Littlefield Technologies (LT) is a producer of newly developed Digital Satellite System (DSS) receivers. One contingency LT relies heavily on is their promise to ship a receiver with 24 hours of receiving the order. If they are late to this, the customer will receive a rebate based on the delay. As the simulation ran for 268 days there were various methods and decisions we made in the process. We knew in the initial months, demand was expected to grow at a linear rate, with stabilization in about five months (~180 days). After this, demand was said to be declined at a linear rate (remaining 88 days). Even with random orders here and there, demand followed the trends that were given. Future demand for forecast was based on the information given. We looked at the first 50 days of raw data and made a linear regression with assumed values. Those values were calculated using a moving average model. Below is a plot of the data over the 268-day period, which shows the patterns stated above.
The main concern for LT management was the capacity in order to respond to the demand. If there was insufficient capacity LT would not be able to fulfill given lead times and would have to turn away orders. In order for capacity to be maximized, our group would ideally have had to have machines run at maximum utilization. Looking at the first 50 days of data we were able to see where more machines were needed in order to produce that 24-hour turnaround time. The original setup included one board stuffing machine (station 1), one tester (station 2) and one tuning machine (station 3). The way testing was scheduled was First-In-First-Out (FIFO).

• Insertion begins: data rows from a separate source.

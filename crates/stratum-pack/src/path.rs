//! Name normalization shared by the pack reader and the resolver

/// Normalize a relative name for lookup inside a pack
///
/// Backslashes become `/`, empty and `.` segments are dropped and `..`
/// segments pop their parent. Returns `None` when `..` would climb above the
/// root. Case is preserved.
pub fn normalize_name(name: &str) -> Option<String> {
    let mut segments: Vec<&str> = Vec::new();
    for segment in name.split(['/', '\\']) {
        match segment {
            "" | "." => {}
            ".." => {
                segments.pop()?;
            }
            other => segments.push(other),
        }
    }
    Some(segments.join("/"))
}

/// Replace backslashes with forward slashes and collapse repeated separators
pub fn fix_slashes(path: &str) -> String {
    let mut fixed = String::with_capacity(path.len());
    let mut last_was_separator = false;
    for (i, ch) in path.chars().enumerate() {
        let ch = if ch == '\\' { '/' } else { ch };
        if ch == '/' {
            // keep a leading `//` intact for UNC-style roots
            if last_was_separator && i > 1 {
                continue;
            }
            last_was_separator = true;
        } else {
            last_was_separator = false;
        }
        fixed.push(ch);
    }
    fixed
}

/// 64-bit FNV-1a hash of a name with ASCII case folded
pub fn caseless_hash(name: &str) -> u64 {
    const OFFSET_BASIS: u64 = 0xcbf2_9ce4_8422_2325;
    const PRIME: u64 = 0x0000_0100_0000_01b3;

    name.bytes().fold(OFFSET_BASIS, |hash, byte| {
        let byte = if byte == b'\\' {
            b'/'
        } else {
            byte.to_ascii_lowercase()
        };
        (hash ^ u64::from(byte)).wrapping_mul(PRIME)
    })
}

/// File extension of the last path segment, without the dot
pub fn extension(name: &str) -> Option<&str> {
    let file = file_name(name);
    let dot = file.rfind('.')?;
    Some(&file[dot + 1..])
}

/// Last path segment of a name
pub fn file_name(name: &str) -> &str {
    name.rsplit(['/', '\\']).next().unwrap_or(name)
}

In our simulation, we were able to control the amount of machines and the way testing was scheduled in order to maximize the factory’s overall cash position. Below is a graph showing the utilization of the machines at station 1. Based on graph we were instantly able to see that at station 1 there was a massive bottleneck because utilization was over 100%. This made us decide to purchase an additional 3 machines to help reduce that. As shown, utilization was brought down and become helpful during the five-month demand hike. The mistake our group made was not selling off the machines when we noticed that the demand dropped. It is evident that during the last 88 days, the machines at station 1 were heavily underutilized.
The purchasing decision was based off assumptions. We knew that demand would rise for another 130 days (since the simulation already ran for 50 days), so we decided to buy at day 51. We added three machines to station 1 and one machine to stations 2 and 3. Another key thing we changed instantly was the queue sequencing. We sold a total of one machine from station 1. The decision was based upon our demand. We saw demand decrease dramatically, which led to us selling the machine.
Although it was made late, and we should have sold two machines from station 1 at day 180, we were keeping one in case demand suddenly changed. With these changes and decisions, our team (team 8) was able to be very successful. We presented growth within our company and increased capacity by adding and subtracting machines and changing the queue sequencing. We ended with more capital than we began with and finished third overall in the standings, as shown below.